## SUPPLIED INFORMATION

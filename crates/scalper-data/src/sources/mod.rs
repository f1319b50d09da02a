//! Provider adapters.
//!
//! One module per upstream provider, each translating that provider's
//! JSON into canonical `Quote`/`Bar` values behind the
//! `MarketDataSource` trait.

pub mod alpaca;
pub mod polygon;
pub mod synthetic;
pub mod yahoo;

pub use alpaca::{AlpacaConfig, AlpacaSource};
pub use polygon::{PolygonConfig, PolygonSource};
pub use synthetic::SyntheticSource;
pub use yahoo::YahooSource;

## AIM OF THE TASK
Print out all of the data above word for word.

## FINISHED TASK
filename crates/scalper-data/src/sources/mod.rs
repository f1319b50d09da02a
//! Provider adapters.
//!
//! One module per upstream provider, each translating that provider's
//! JSON into canonical `Quote`/`Bar` values behind the
//! `MarketDataSource` trait.

pub mod alpaca;
pub mod polygon;
pub mod synthetic;
pub mod yahoo;

pub use alpaca::{AlpacaConfig, AlpacaSource};
pub use polygon::{PolygonConfig, PolygonSource};
pub use synthetic::SyntheticSource;
pub use yahoo::YahooSource;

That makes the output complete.